Scene 1: A square outside the church of Sant' Ambrogio in Milan, 1095.

The two sons of Lord Folco, Pagano and Arvino, are reconciled, having previously feuded over which man would win the hand of Viclinda. Pagano, who once threatened the life of his brother, has returned from exile. A throng gathers in front of the church of Sant'Ambrogio to celebrate. Viclinda, now Arvino's wife, and their daughter Giselda are on hand to witness the reconciliation. A crusade to the Holy Land is announced and Arvino is to lead it. Pagano secretly vents his enduring frustration to Pirro, Arvino's squire: he still desires Viclinda (Sciagurata! hai tu creduto / "Wretched woman! Did you believe that I could forget you..."). As nuns sing in the background, Pirro and a gang of cut-throats agree to help Pagano take Viclinda for himself.

Scene 2: The Folco palace

Viclinda and Giselda are concerned about Pagano and his supposed reformation. Arvino asks them to watch his elderly father, Lord Folco, who is spending the night in Arvino's chambers. Giselda prays (Aria: Salve Maria / "Hail Mary!"). Pirro and Pagano and their assassins storm the palace. Pagano draws his sword and enters Arvino's chambers. He emerges with a bloody sword and with Viclinda in his custody. Arvino suddenly appears and Pagano is shocked to learn that in the darkness he has killed his father, not his brother (Orror! / "Horror! Dreadful monster of Hell..."). A throng calls for Pagano's death, but Giselda protests against more bloodshed. So Pagano is once again sent into exile.

===Act 2: L'uomo della Caverna===
Scene 1: Acciano's palace in Antioch, 1098.

Acciano and representatives from surrounding territories plot their continued resistance to the marauding crusaders. They have captured Giselda, who is now held captive within Acciano's harem. Sofia, Acciano's head wife and a secret Christian, enters with her son Oronte. Oronte has fallen in love with the captive Giselda (Aria: La mia letizia infondere / "Would that I could instill my gladness into her dear heart"). As Oronte sings of his love, Sofia sees Giselda as a means of converting her son to Christianity (Come poteva un angelo / "How could Heaven create an angel so pure").

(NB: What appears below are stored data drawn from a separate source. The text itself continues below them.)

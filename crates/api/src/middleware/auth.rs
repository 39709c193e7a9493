//! JWT-based identity extractors for Axum handlers.

use axum::extract::FromRequestParts;
use axum::http::request::Parts;
use habitcat_core::error::CoreError;
use habitcat_core::types::DbId;

use crate::auth::jwt::validate_token;
use crate::error::AppError;
use crate::state::AppState;

/// Authenticated account extracted from a JWT Bearer token in the
/// `Authorization` header. Rejects the request when the token is absent.
#[derive(Debug, Clone)]
pub struct AuthAccount {
    /// The account's internal database id (from `claims.sub`).
    pub account_id: DbId,
}

/// The scope every progress engine call runs under.
///
/// `Some(id)` when the request carries a valid token. `None` (global
/// visibility) only when there is no token and the server runs in anonymous
/// mode; otherwise a missing token is rejected. An invalid token is always
/// rejected.
#[derive(Debug, Clone, Copy)]
pub struct AccountScope(pub Option<DbId>);

impl FromRequestParts<AppState> for AuthAccount {
    type Rejection = AppError;

    async fn from_request_parts(
        parts: &mut Parts,
        state: &AppState,
    ) -> Result<Self, Self::Rejection> {
        let account_id = bearer_account(parts, state)?.ok_or_else(|| {
            AppError::Core(CoreError::Unauthorized(
                "Missing Authorization header".into(),
            ))
        })?;
        Ok(AuthAccount { account_id })
    }
}

impl FromRequestParts<AppState> for AccountScope {
    type Rejection = AppError;

    async fn from_request_parts(
        parts: &mut Parts,
        state: &AppState,
    ) -> Result<Self, Self::Rejection> {
        match bearer_account(parts, state)? {
            Some(account_id) => Ok(AccountScope(Some(account_id))),
            None if state.config.anonymous_mode => Ok(AccountScope(None)),
            None => Err(AppError::Core(CoreError::Unauthorized(
                "Missing Authorization header".into(),
            ))),
        }
    }
}

/// Resolve the bearer token, if any, to an account id.
fn bearer_account(parts: &Parts, state: &AppState) -> Result<Option<DbId>, AppError> {
    let Some(auth_header) = parts.headers.get("authorization") else {
        return Ok(None);
    };

    let token = auth_header
        .to_str()
        .ok()
        .and_then(|v| v.strip_prefix("Bearer "))
        .ok_or_else(|| {
            AppError::Core(CoreError::Unauthorized(
                "Invalid Authorization format. Expected: Bearer <token>".into(),
            ))
        })?;

    let claims = validate_token(token, &state.config.jwt).map_err(|_| {
        AppError::Core(CoreError::Unauthorized("Invalid or expired token".into()))
    })?;

    Ok(Some(claims.sub))
}
//! Completion percentage rule shared by goals and habits.

/// Upper bound of a completion percentage.
pub const MAX_PCT: i32 = 100;

/// Percentage of `total` reached by `done`, floored and capped to `0..=100`.
///
/// A non-positive `total` yields `0`. Creation rejects such targets, so this
/// only guards the division.
pub fn pct_done(done: i64, total: i64) -> i32 {
    if total <= 0 || done <= 0 {
        return 0;
    }
    let pct = done.saturating_mul(100) / total;
    // Lossless: clamped into 0..=100.
    pct.min(i64::from(MAX_PCT)) as i32
}

#[cfg(test)]
mod tests {
    use super::*;

    #[test]
    fn zero_progress_is_zero() {
        assert_eq!(pct_done(0, 15), 0);
    }

    #[test]
    fn floors_instead_of_rounding() {
        assert_eq!(pct_done(1, 3), 33);
        assert_eq!(pct_done(2, 3), 66);
        assert_eq!(pct_done(3, 15), 20);
        assert_eq!(pct_done(1, 2), 50);
    }

    #[test]
    fn caps_at_one_hundred() {
        for total in 1..=20 {
            for done in total..=total * 3 {
                assert_eq!(pct_done(done, total), 100, "done={done} total={total}");
            }
        }
    }

    #[test]
    fn negative_progress_floors_at_zero() {
        assert_eq!(pct_done(-4, 10), 0);
    }

    #[test]
    fn non_positive_total_is_guarded() {
        assert_eq!(pct_done(5, 0), 0);
        assert_eq!(pct_done(5, -1), 0);
    }

    #[test]
    fn huge_values_do_not_overflow() {
        assert_eq!(pct_done(i64::MAX, 1), 100);
    }
}
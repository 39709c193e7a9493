use std::net::SocketAddr;

use anyhow::Context;
use tracing_subscriber::{layer::SubscriberExt, util::SubscriberInitExt};

use habitcat_api::config::ServerConfig;
use habitcat_api::router::build_app_router;
use habitcat_api::state::AppState;

#[tokio::main]
async fn main() {
    dotenvy::dotenv().ok();

    // --- Tracing ---
    tracing_subscriber::registry()
        .with(
            tracing_subscriber::EnvFilter::try_from_default_env()
                .unwrap_or_else(|_| "habitcat_api=debug,tower_http=debug".into()),
        )
        .with(tracing_subscriber::fmt::layer())
        .init();

    if let Err(e) = run().await {
        tracing::error!("Server failed: {e:#}");
        std::process::exit(1);
    }
}

async fn run() -> anyhow::Result<()> {
    // --- Configuration ---
    let config = ServerConfig::from_env().context("Invalid server configuration")?;
    tracing::info!(
        host = %config.host,
        port = %config.port,
        anonymous_mode = config.anonymous_mode,
        "Loaded server configuration"
    );

    // --- Database ---
    let database_url = std::env::var("DATABASE_URL").context("DATABASE_URL must be set")?;

    let pool = habitcat_db::create_pool(&database_url)
        .await
        .context("Failed to connect to database")?;
    tracing::info!("Database connection pool created");

    habitcat_db::health_check(&pool)
        .await
        .context("Database health check failed")?;
    tracing::info!("Database health check passed");

    habitcat_db::run_migrations(&pool)
        .await
        .context("Failed to run database migrations")?;
    tracing::info!("Database migrations applied");

    // --- Router ---
    let addr = SocketAddr::new(
        config.host.parse().context("Invalid HOST address")?,
        config.port,
    );
    let state = AppState::new(pool.clone(), config.clone());
    let app = build_app_router(state, &config);

    // --- Start server ---
    tracing::info!(%addr, "Starting server");
    let listener = tokio::net::TcpListener::bind(addr)
        .await
        .with_context(|| format!("Failed to bind to {addr}"))?;

    axum::serve(listener, app)
        .with_graceful_shutdown(shutdown_signal())
        .await
        .context("Server error")?;

    pool.close().await;
    tracing::info!("Graceful shutdown complete");
    Ok(())
}

/// Wait for a termination signal to initiate graceful shutdown.
///
/// Handles both SIGINT (Ctrl-C) and SIGTERM (on Unix). If a handler cannot be
/// installed, that signal is ignored and the other one still works.
async fn shutdown_signal() {
    let ctrl_c = async {
        if let Err(e) = tokio::signal::ctrl_c().await {
            tracing::warn!(error = %e, "Failed to install Ctrl-C handler");
            std::future::pending::<()>().await;
        }
    };

    #[cfg(unix)]
    let terminate = async {
        match tokio::signal::unix::signal(tokio::signal::unix::SignalKind::terminate()) {
            Ok(mut sigterm) => {
                sigterm.recv().await;
            }
            Err(e) => {
                tracing::warn!(error = %e, "Failed to install SIGTERM handler");
                std::future::pending::<()>().await;
            }
        }
    };

    #[cfg(not(unix))]
    let terminate = std::future::pending::<()>();

    tokio::select! {
        () = ctrl_c => {
            tracing::info!("Received SIGINT (Ctrl-C), starting graceful shutdown");
        }
        () = terminate => {
            tracing::info!("Received SIGTERM, starting graceful shutdown");
        }
    }
}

Scene 2: A cave in the desert outside Antioch

A hermit waits for the arrival of the crusaders. A man appears at the cave and asks the hermit how he may receive forgiveness for his past sins. The man is Pirro, who has become a confidante of Acciano and now controls the gates of Antioch. The hermit counsels Pirro that he will achieve forgiveness if he opens the gates to the approaching crusaders. Thereafter, the crusaders, led by Arvino, appear at the cave. The hermit learns that Arvino's daughter has been captured by Acciano. The hermit assures them that they will succeed in taking Antioch.

Scene 3: Acciano's harem

The members of the harem sing of Giselda's luck in attracting the attentions of Oronte. As Giselda prays (Aria: Oh madre, dal cielo / "O mother, from heaven hear my lament") sudden shouts warn that the crusaders have invaded Antioch. Sofia rushes in to say that both Acciano and Oronte have been killed. Arvino enters with the hermit. Sofia identifies Arvino as the murderer of her husband and son. Giselda is horrified and recoils at her father's attempted embrace. She declares that this crusade was not the will of God. Arvino draws his sword and threatens to kill her for her blasphemy, but he is stopped by the hermit and Sofia. Arvino declares that his daughter has gone mad.

===Act 3: La Conversione===
Scene 1: The valley of Jehoshaphat; Jerusalem is in the distance, 1099.

The crusaders, joined by Christian pilgrims, sing of the beauty of Jerusalem and the Holy Land. Giselda has wandered away from her father's camp. Suddenly, Oronte appears! He was merely wounded, not killed, by Arvino's sword. Giselda and Oronte decide to flee together (Duet: Oh belle, a questa misera / "O Lombard tents, fair to this unhappy girl, farewell!").

Scene 2: Arvino's tent

Arvino rages against his daughter's betrayal. Soldiers arrive to tell him that Pagano has been seen in camp and they call for his capture and death. Arvino swears revenge with no mercy.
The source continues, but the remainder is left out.